As myeloma, a cell line generally obtained from a mouse, for example, 8-azaguayun-resistant mouse (derived from BALB / c) myeloma strain P3X63Ag8U.1 (P3-Ul) [Yelton, DE et al. Current Topics in Microbiology and Immunology, 81, 1-7 (1978)], P3 / NSI / 1-Ag4-1 (NS-1) [Kohler, G. et al. European J. Immunology, 6, 511-519 (1976) ], Sp2 / 0-Agl4 (SP-2) [Shulman, M. et al. Nature, 276, 269-270 (1978)], P3X63Ag 8.653 (653) [Kearney, JF et al. J. Immunology, 123, 1548-1550 (1979)], and P3X63Ag8 (X63) [Horibata, K. and Harris, AW Nature, 256, 495-497 (1975)]. These cell lines are grown in a suitable medium, such as 8-azaguan medium [RPM I-

164 ◦ Medium supplemented with glutamine, 2-mercaptoethanol, gentamicin, and fetal calf serum (hereinafter referred to as “FCS”) plus 8-azaguanine], Iscove's modified Dulbecco's medium (Iscove ' s Modified Dulbecco's Medium; hereafter referred to as “IMDM”) or subcultured in DMEM, but 3 to 4 days before cell fusion in normal medium [eg 10% FCS containing ASF 1 04 medium (Ajinomoto Co., Ltd.) at subcultured, set aside 2 X 1 0 ⁷ or more cell number day of fusion.

'' (d) Cell fusion

Antibody-producing cells are plasma cells and their precursor lymphocytes, which may be obtained from any part of an individual, and are generally spleen, lymph nodes, peripheral blood, or a combination thereof as appropriate. Etc., but spleen cells are most commonly used. After the final immunization, a site where antibody-producing cells are present, for example, a spleen is removed from a mouse having a predetermined antibody titer, and spleen cells as antibody-producing cells are prepared. Currently, the most commonly used means for fusing the spleen cells with the myeloma obtained in step (c) is to use polyethylene dalicol, which has relatively low cytotoxicity and easy fusion. This method includes, for example, the following procedure. The spleen cells and myeloma are thoroughly washed with a serum-free medium (for example, RPMI 164) or phosphate buffered saline (PBS), and the ratio of the number of spleen cells to the number of myeloma cells is determined. Mix so that the ratio is 5: 1 to 10: 1, and centrifuge. After removing the supernatant and thoroughly loosening the precipitated cell group, 1 ml of 50% (w ZV) serum-free medium containing polyethylene glycol (molecular weight: 1,000 to 4,000) is added dropwise with stirring. Then, slowly add 10 ml of serum-free medium, and centrifuge. Discard the supernatant again and transfer the precipitated cells to an appropriate amount of hypoxanthine 'aminopterin' Gin (hereinafter referred to as “HAT”) and a medium containing mouse interleukin-12 (“IL-12”) suspended in a normal medium (hereinafter referred to as “HAT medium”) for culture Dispense into each well of a plate (hereinafter referred to as “plate”) and incubate at 37 ° C for about 2 weeks in the presence of 5% carbon dioxide. Supplement the HAT medium as needed.

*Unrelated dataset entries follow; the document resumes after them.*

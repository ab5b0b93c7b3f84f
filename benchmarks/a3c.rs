use a3c::{env::Catch, Architecture, Config, LearningRate, A3C};
use criterion::{criterion_group, criterion_main, BatchSize, Criterion, PlottingBackend};
use tch::Device;

const MAX_STEP_COUNT: usize = 200_000;
const EVAL_INTERVAL: usize = 1000;

const TARGET_AVG_RETURN: f32 = 0.8;

fn a3c_cpu(c: &mut Criterion) {
    c.bench_function("A3C/CPU", |b| {
        b.iter_batched(
            || {
                let config = Config::default()
                    .device(Device::Cpu)
                    .architecture(Architecture::Nips)
                    .history_len(2);

                A3C::builder()
                    .env(Catch::<20>::new())
                    .config(config)
                    .learning_rate(LearningRate::Constant(1e-3))
                    .t_max(5)
                    .num_threads(4)
                    .build()
                    .unwrap()
            },
            |mut a3c| loop {
                a3c.train(EVAL_INTERVAL).unwrap();

                if a3c.evaluate_avg_return().unwrap() >= TARGET_AVG_RETURN {
                    break;
                }

                assert!(
                    a3c.global_step() < MAX_STEP_COUNT,
                    "Failed to reach target average return"
                );
            },
            BatchSize::SmallInput,
        );
    });
}

criterion_group! {
    name = benches;
    config = Criterion::default()
        .sample_size(10)
        .plotting_backend(PlottingBackend::None);
    targets = a3c_cpu
}
criterion_main!(benches);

(e) Selection of Hypri-Dorma group

 When the myeloma cell is an 8-azaguanine-resistant strain, that is, a hypoxanthine 'guanine' phosphoribosyltransferase (HGPRT) deficient strain, the unfused myeloma cell and a fusion cell of myeloma cells are Cannot survive in HAT containing medium. On the other hand, a fused cell of antibody-producing cells or a hybridoma of an antibody-producing cell and a myeloma cell can survive, but a fused cell of antibody-producing cells has a life span. Therefore, by continuing the culture in the HAT-containing medium, only the hybridomas of the antibody-producing cells and myeoma cells survive, and as a result, the hybridomas can be selected. For the hybridomas that have grown in a colo condition, replace the HAT medium with a medium without aminobuterin (hereinafter referred to as “HT medium”). Thereafter, a part of the culture supernatant is collected, and the antibody titer is measured by, for example, ELISA. The method using an 8-azaguanine-resistant cell line has been described above, but other cell lines can also be used according to the selection method of the hybridoma, and in that case, the composition of the medium used also changes.

(f) Cloning

By measuring the antibody titer in the same manner as described in step (b), the hybridoma that has been found to produce a specific antibody is transferred to another plate and cloned. The cloning method includes a limiting dilution method in which a plate is diluted to contain one hybridoma per well, a soft agar method in which the colony is collected by culturing in a soft agar medium, and a micromanipulator. Take one cell at a time There is a method of culturing the cells, and a “Sotak mouth” in which one cell is separated by a cell sorter. The limiting dilution method is simple and often used. For the gel with an antibody titer, for example, cloning by limiting dilution is repeated 2 to 4 times, and those with a stable antibody titer are selected as the monoclonal antibody-producing hybridoma strain of the present invention.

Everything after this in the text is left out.